"""
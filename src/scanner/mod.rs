//! BLE scanning for RuuviTag advertisements.
//!
//! Scanners only filter and forward raw advertisements; turning them into
//! measurements happens per device in the coordinator.

#[cfg(feature = "bluer")]
pub mod bluer;

use crate::mac_address::MacAddress;
use std::future::Future;
use std::pin::Pin;
use thiserror::Error;
use tokio::sync::mpsc;

/// Error type for scanner operations.
#[derive(Error, Debug)]
pub enum ScanError {
    /// Bluetooth/adapter related error
    #[error("Bluetooth error: {0}")]
    Bluetooth(String),
    /// Backend not available (not compiled in)
    #[error("Backend '{0}' not available (not compiled in)")]
    BackendNotAvailable(String),
}

/// Ruuvi Innovations manufacturer ID.
///
/// Used when looking up manufacturer-specific data from device advertisements.
/// See: https://github.com/ruuvi/ruuvi-sensor-protocols
pub const RUUVI_MANUFACTURER_ID: u16 = 0x0499;

/// Ruuvi manufacturer ID as little-endian bytes, as it appears on air.
pub const RUUVI_MANUFACTURER_ID_BYTES: [u8; 2] = RUUVI_MANUFACTURER_ID.to_le_bytes();

/// Bluetooth manufacturer-specific data type (AD type 0xFF)
pub const MANUFACTURER_DATA_TYPE: u8 = 0xff;

/// Channel buffer size for advertisements.
pub const ADVERTISEMENT_CHANNEL_BUFFER_SIZE: usize = 100;

/// One observed RuuviTag advertisement.
#[derive(Debug, Clone, PartialEq, Eq)]
pub struct Advertisement {
    pub mac: MacAddress,
    /// Received signal strength in dBm.
    pub rssi: Option<i16>,
    /// Ruuvi manufacturer data, without the company ID prefix.
    pub manufacturer_data: Vec<u8>,
}

/// Future returned by [`Scanner::start_scan`].
pub type ScanFuture<'a> =
    Pin<Box<dyn Future<Output = Result<mpsc::Receiver<Advertisement>, ScanError>> + Send + 'a>>;

/// Scanner abstraction to enable deterministic unit tests without Bluetooth hardware.
pub trait Scanner: Send + Sync {
    fn start_scan(&self) -> ScanFuture<'_>;
}

/// Real scanner implementation that delegates to the compiled-in backend.
#[derive(Debug, Default, Clone, Copy)]
pub struct RealScanner;

impl Scanner for RealScanner {
    fn start_scan(&self) -> ScanFuture<'_> {
        Box::pin(async move {
            #[cfg(feature = "bluer")]
            return bluer::start_scan().await;
            #[cfg(not(feature = "bluer"))]
            return Err(ScanError::BackendNotAvailable("bluer".to_string()));
        })
    }
}
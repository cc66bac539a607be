//! Human-readable device names for RuuviTags.
//!
//! An alias replaces the default `RuuviTag XXXX` device name shown in
//! entity output.

use crate::mac_address::MacAddress;
use std::collections::BTreeMap;

/// Map from tag address to the configured device name.
pub type AliasMap = BTreeMap<MacAddress, String>;

/// A parsed `MAC=NAME` alias.
#[derive(Debug, Clone, PartialEq)]
pub struct Alias {
    pub address: MacAddress,
    pub name: String,
}

/// Parse an alias from a string in the format "MAC=NAME".
///
/// # Example
/// ```
/// use ruuvitag_ble_sensor::alias::parse_alias;
///
/// let alias = parse_alias("AA:BB:CC:DD:EE:FF=Kitchen").unwrap();
/// assert_eq!(alias.address.to_string(), "AA:BB:CC:DD:EE:FF");
/// assert_eq!(alias.name, "Kitchen");
/// ```
pub fn parse_alias(src: &str) -> Result<Alias, String> {
    let (address, name) = src
        .split_once('=')
        .ok_or_else(|| "invalid alias: expected format MAC=NAME".to_string())?;
    let address = address.trim().parse().map_err(|e| format!("{e}"))?;
    if name.is_empty() {
        return Err("invalid alias: name must not be empty".into());
    }

    Ok(Alias {
        address,
        name: name.into(),
    })
}

/// Collect aliases into a lookup map; a later alias for the same address wins.
pub fn to_map(aliases: &[Alias]) -> AliasMap {
    aliases
        .iter()
        .map(|a| (a.address, a.name.clone()))
        .collect()
}
//! Plain text output, one entity per line.

use super::{EntityState, FormatError, OutputFormatter};
use std::fmt::Write;

#[derive(Debug, Default, Clone, Copy)]
pub struct TextFormatter;

impl OutputFormatter for TextFormatter {
    fn format(&self, state: &EntityState) -> Result<String, FormatError> {
        let mut line = format!("{} {}: {}", state.device, state.name, state.state);
        if let Some(unit) = state.unit {
            // Writing to a String cannot fail.
            let _ = write!(line, " {unit}");
        }
        Ok(line)
    }
}
//! JSON lines output.

use super::{EntityState, FormatError, OutputFormatter};

#[derive(Debug, Default, Clone, Copy)]
pub struct JsonFormatter;

impl OutputFormatter for JsonFormatter {
    fn format(&self, state: &EntityState) -> Result<String, FormatError> {
        Ok(serde_json::to_string(state)?)
    }
}

#[cfg(test)]
mod tests {
    use super::*;
    use crate::output::tests::temperature_state;
    use serde_json::{Value, json};

    #[test]
    fn test_format_fields() {
        let line = JsonFormatter.format(&temperature_state()).unwrap();
        let value: Value = serde_json::from_str(&line).unwrap();
        assert_eq!(
            value,
            json!({
                "unique_id": "AA:BB:CC:DD:EE:FF-temperature",
                "address": "AA:BB:CC:DD:EE:FF",
                "device": "Sauna",
                "name": "Temperature",
                "state": 80.5,
                "unit": "°C",
                "device_class": "temperature",
                "state_class": "measurement",
            })
        );
    }

    #[test]
    fn test_format_omits_missing_metadata() {
        let mut state = temperature_state();
        state.unit = None;
        state.device_class = None;
        state.state_class = None;
        let line = JsonFormatter.format(&state).unwrap();
        assert!(!line.contains("\"unit\""));
        assert!(!line.contains("\"device_class\""));
        assert!(!line.contains("\"state_class\""));
        assert!(!line.contains('\n'));
    }
}
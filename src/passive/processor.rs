//! Maps sensor updates onto entities and tracks their latest values.

use super::{DeviceInfo, PassiveBluetoothDataUpdate, PassiveBluetoothEntityKey, RemoveListener};
use crate::entity::SensorEntityDescription;
use crate::sensor_data::SensorUpdate;
use std::collections::HashSet;
use std::sync::atomic::{AtomicBool, AtomicU64, Ordering};
use std::sync::{Arc, Mutex, PoisonError, RwLock};

/// Converts a parser update into the entity-level representation.
pub type UpdateMethod<T> =
    Box<dyn Fn(&SensorUpdate) -> PassiveBluetoothDataUpdate<T> + Send + Sync>;

type Listener<T> = Box<dyn FnMut(&PassiveBluetoothDataUpdate<T>) + Send>;

type SharedListener<T> = Arc<Mutex<Listener<T>>>;

/// Something a coordinator can dispatch updates to.
pub trait UpdateProcessor: Send + Sync {
    /// Process a successfully decoded advertisement.
    fn handle_update(&self, update: &SensorUpdate);

    /// The latest advertisement could not be decoded.
    fn handle_update_failure(&self);
}

#[derive(Debug)]
struct Shared<T> {
    data: RwLock<PassiveBluetoothDataUpdate<T>>,
    last_update_success: AtomicBool,
}

/// Read-only view of a processor's accumulated data, held by entities.
#[derive(Debug)]
pub struct ProcessorHandle<T> {
    shared: Arc<Shared<T>>,
}

impl<T> Clone for ProcessorHandle<T> {
    fn clone(&self) -> Self {
        Self {
            shared: Arc::clone(&self.shared),
        }
    }
}

impl<T: Clone> ProcessorHandle<T> {
    /// Latest value seen for `key`, if any.
    pub fn entity_data(&self, key: &PassiveBluetoothEntityKey) -> Option<T> {
        self.read(|data| data.entity_data.get(key).cloned())
    }

    pub fn entity_name(&self, key: &PassiveBluetoothEntityKey) -> Option<String> {
        self.read(|data| data.entity_names.get(key).cloned())
    }

    pub fn device_info(&self, device_id: &Option<String>) -> Option<DeviceInfo> {
        self.read(|data| data.devices.get(device_id).cloned())
    }

    /// Whether the most recent advertisement decoded successfully.
    pub fn last_update_success(&self) -> bool {
        self.shared.last_update_success.load(Ordering::Acquire)
    }

    fn read<R>(&self, f: impl FnOnce(&PassiveBluetoothDataUpdate<T>) -> R) -> R {
        let data = self
            .shared
            .data
            .read()
            .unwrap_or_else(PoisonError::into_inner);
        f(&data)
    }
}

/// Processor wrapping an update method, shared data and entity listeners.
pub struct PassiveBluetoothDataProcessor<T> {
    update_method: UpdateMethod<T>,
    shared: Arc<Shared<T>>,
    listeners: Arc<Mutex<Vec<(u64, SharedListener<T>)>>>,
    next_listener_id: AtomicU64,
}

impl<T> PassiveBluetoothDataProcessor<T>
where
    T: Clone + Send + Sync + 'static,
{
    pub fn new(
        update_method: impl Fn(&SensorUpdate) -> PassiveBluetoothDataUpdate<T>
        + Send
        + Sync
        + 'static,
    ) -> Self {
        Self {
            update_method: Box::new(update_method),
            shared: Arc::new(Shared {
                data: RwLock::new(PassiveBluetoothDataUpdate::default()),
                last_update_success: AtomicBool::new(true),
            }),
            listeners: Arc::new(Mutex::new(Vec::new())),
            next_listener_id: AtomicU64::new(0),
        }
    }

    pub fn handle(&self) -> ProcessorHandle<T> {
        ProcessorHandle {
            shared: Arc::clone(&self.shared),
        }
    }

    /// Create entities for entity keys as they first appear.
    ///
    /// `entity_factory` builds one entity per new key and `add_entities`
    /// receives each batch of new entities, sorted by key. Each key produces
    /// an entity at most once for this listener.
    pub fn add_entities_listener<E, F, A>(
        &self,
        entity_factory: F,
        mut add_entities: A,
    ) -> RemoveListener
    where
        F: Fn(ProcessorHandle<T>, PassiveBluetoothEntityKey, SensorEntityDescription) -> E
            + Send
            + 'static,
        A: FnMut(Vec<E>) + Send + 'static,
    {
        let handle = self.handle();
        let mut created: HashSet<PassiveBluetoothEntityKey> = HashSet::new();

        self.add_listener(Box::new(move |update: &PassiveBluetoothDataUpdate<T>| {
            let mut new_keys: Vec<_> = update
                .entity_descriptions
                .iter()
                .filter(|(key, _)| !created.contains(*key))
                .collect();
            if new_keys.is_empty() {
                return;
            }
            new_keys.sort_by(|a, b| a.0.cmp(b.0));

            let entities: Vec<E> = new_keys
                .into_iter()
                .map(|(key, description)| {
                    created.insert(key.clone());
                    entity_factory(handle.clone(), key.clone(), *description)
                })
                .collect();
            add_entities(entities);
        }))
    }

    fn add_listener(&self, listener: Listener<T>) -> RemoveListener {
        let id = self.next_listener_id.fetch_add(1, Ordering::Relaxed);
        lock(&self.listeners).push((id, Arc::new(Mutex::new(listener))));

        let listeners = Arc::clone(&self.listeners);
        RemoveListener::new(move || {
            lock(&listeners).retain(|(listener_id, _)| *listener_id != id);
        })
    }

    fn has_listener(&self, id: u64) -> bool {
        lock(&self.listeners)
            .iter()
            .any(|(listener_id, _)| *listener_id == id)
    }

    #[cfg(test)]
    pub(crate) fn listener_count(&self) -> usize {
        lock(&self.listeners).len()
    }
}

impl<T> UpdateProcessor for PassiveBluetoothDataProcessor<T>
where
    T: Clone + Send + Sync + 'static,
{
    fn handle_update(&self, update: &SensorUpdate) {
        let new_data = (self.update_method)(update);
        self.shared
            .data
            .write()
            .unwrap_or_else(PoisonError::into_inner)
            .merge(&new_data);
        self.shared
            .last_update_success
            .store(true, Ordering::Release);

        // Listeners are cloned out so one may remove itself or another while running.
        let listeners: Vec<_> = lock(&self.listeners)
            .iter()
            .map(|(id, listener)| (*id, Arc::clone(listener)))
            .collect();
        for (id, listener) in listeners {
            if !self.has_listener(id) {
                continue;
            }
            let mut listener = lock(&listener);
            (*listener)(&new_data);
        }
    }

    fn handle_update_failure(&self) {
        self.shared
            .last_update_success
            .store(false, Ordering::Release);
    }
}

fn lock<V>(mutex: &Mutex<V>) -> std::sync::MutexGuard<'_, V> {
    mutex.lock().unwrap_or_else(PoisonError::into_inner)
}

#[cfg(test)]
mod tests {
    use super::*;
    use crate::entity::SensorEntityDescription;
    use crate::sensor_data::{DeviceKey, NativeValue};

    const DESCRIPTION: SensorEntityDescription = SensorEntityDescription::new("value");

    fn passthrough(update: &SensorUpdate) -> PassiveBluetoothDataUpdate<NativeValue> {
        let mut data = PassiveBluetoothDataUpdate::default();
        for (device_key, value) in &update.entity_values {
            let key = PassiveBluetoothEntityKey::from(device_key);
            data.entity_descriptions.insert(key.clone(), DESCRIPTION);
            data.entity_data.insert(key, value.native_value);
        }
        data
    }

    fn update_with(keys: &[(&str, i64)]) -> SensorUpdate {
        let mut update = SensorUpdate::default();
        for (key, value) in keys {
            update.update_sensor(
                key,
                None,
                *value,
                crate::sensor_data::SensorDeviceClass::Count,
                key,
            );
        }
        update
    }

    #[test]
    fn test_entities_created_once_per_key() {
        let processor = PassiveBluetoothDataProcessor::new(passthrough);
        let added = Arc::new(Mutex::new(Vec::<Vec<String>>::new()));
        let sink = added.clone();

        let _remove = processor.add_entities_listener(
            |_handle, key, _description| key.key,
            move |entities| sink.lock().unwrap().push(entities),
        );

        processor.handle_update(&update_with(&[("b", 1), ("a", 2)]));
        processor.handle_update(&update_with(&[("a", 3)]));
        processor.handle_update(&update_with(&[("a", 4), ("c", 5)]));

        let added = added.lock().unwrap();
        assert_eq!(
            *added,
            vec![
                vec!["a".to_string(), "b".to_string()],
                vec!["c".to_string()]
            ]
        );
    }

    #[test]
    fn test_handle_reads_latest_value() {
        let processor = PassiveBluetoothDataProcessor::new(passthrough);
        let handle = processor.handle();
        let key = PassiveBluetoothEntityKey::from(&DeviceKey::new("a", None));

        assert_eq!(handle.entity_data(&key), None);
        processor.handle_update(&update_with(&[("a", 1)]));
        processor.handle_update(&update_with(&[("a", 2)]));
        assert_eq!(handle.entity_data(&key), Some(NativeValue::Int(2)));
    }

    #[test]
    fn test_removed_listener_is_not_called() {
        let processor = PassiveBluetoothDataProcessor::new(passthrough);
        let added = Arc::new(Mutex::new(0usize));
        let sink = added.clone();

        let remove = processor.add_entities_listener(
            |_handle, key, _description| key,
            move |entities| *sink.lock().unwrap() += entities.len(),
        );
        assert_eq!(processor.listener_count(), 1);
        remove.remove();
        assert_eq!(processor.listener_count(), 0);

        processor.handle_update(&update_with(&[("a", 1)]));
        assert_eq!(*added.lock().unwrap(), 0);
    }

    #[test]
    fn test_update_failure_tracked() {
        let processor = PassiveBluetoothDataProcessor::new(passthrough);
        let handle = processor.handle();
        assert!(handle.last_update_success());

        processor.handle_update_failure();
        assert!(!handle.last_update_success());

        processor.handle_update(&update_with(&[("a", 1)]));
        assert!(handle.last_update_success());
    }

    #[test]
    fn test_listener_can_remove_itself_while_adding_entities() {
        let processor = Arc::new(PassiveBluetoothDataProcessor::new(passthrough));
        let remove_slot: Arc<Mutex<Option<RemoveListener>>> = Arc::default();
        let added = Arc::new(Mutex::new(0usize));

        let slot = remove_slot.clone();
        let sink = added.clone();
        let remove = processor.add_entities_listener(
            |_handle, key, _description| key,
            move |entities| {
                *sink.lock().unwrap() += entities.len();
                if let Some(remove) = slot.lock().unwrap().take() {
                    remove.remove();
                }
            },
        );
        *remove_slot.lock().unwrap() = Some(remove);

        let (done_tx, done_rx) = std::sync::mpsc::channel();
        let worker = Arc::clone(&processor);
        std::thread::spawn(move || {
            worker.handle_update(&update_with(&[("a", 1)]));
            done_tx.send(()).unwrap();
        });
        done_rx
            .recv_timeout(std::time::Duration::from_secs(3))
            .expect("handle_update returned");

        assert_eq!(processor.listener_count(), 0);
        assert_eq!(*added.lock().unwrap(), 1);

        processor.handle_update(&update_with(&[("b", 2)]));
        assert_eq!(*added.lock().unwrap(), 1);
    }

    #[test]
    fn test_listener_removed_by_earlier_listener_is_skipped() {
        let processor = PassiveBluetoothDataProcessor::new(passthrough);
        let second_slot: Arc<Mutex<Option<RemoveListener>>> = Arc::default();
        let second_calls = Arc::new(Mutex::new(0usize));

        let slot = second_slot.clone();
        let _first = processor.add_entities_listener(
            |_handle, key, _description| key,
            move |_entities| {
                if let Some(remove) = slot.lock().unwrap().take() {
                    remove.remove();
                }
            },
        );
        let sink = second_calls.clone();
        let second = processor.add_entities_listener(
            |_handle, key, _description| key,
            move |_entities| *sink.lock().unwrap() += 1,
        );
        *second_slot.lock().unwrap() = Some(second);

        processor.handle_update(&update_with(&[("a", 1)]));

        assert_eq!(processor.listener_count(), 1);
        assert_eq!(*second_calls.lock().unwrap(), 0);
    }
}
"""
### Required action
Write out the records above exactly, from the opening line to the line with "(AD type 0xFF)", including both, with nothing added.

### Solution to this problem
filename src/scanner/mod.rs
//! BLE scanning for RuuviTag advertisements.
//!
//! Scanners only filter and forward raw advertisements; turning them into
//! measurements happens per device in the coordinator.

#[cfg(feature = "bluer")]
pub mod bluer;

use crate::mac_address::MacAddress;
use std::future::Future;
use std::pin::Pin;
use thiserror::Error;
use tokio::sync::mpsc;

/// Error type for scanner operations.
#[derive(Error, Debug)]
pub enum ScanError {
    /// Bluetooth/adapter related error
    #[error("Bluetooth error: {0}")]
    Bluetooth(String),
    /// Backend not available (not compiled in)
    #[error("Backend '{0}' not available (not compiled in)")]
    BackendNotAvailable(String),
}

/// Ruuvi Innovations manufacturer ID.
///
/// Used when looking up manufacturer-specific data from device advertisements.
/// See: https://github.com/ruuvi/ruuvi-sensor-protocols
pub const RUUVI_MANUFACTURER_ID: u16 = 0x0499;

/// Ruuvi manufacturer ID as little-endian bytes, as it appears on air.
pub const RUUVI_MANUFACTURER_ID_BYTES: [u8; 2] = RUUVI_MANUFACTURER_ID.to_le_bytes();

/// Bluetooth manufacturer-specific data type (AD type 0xFF)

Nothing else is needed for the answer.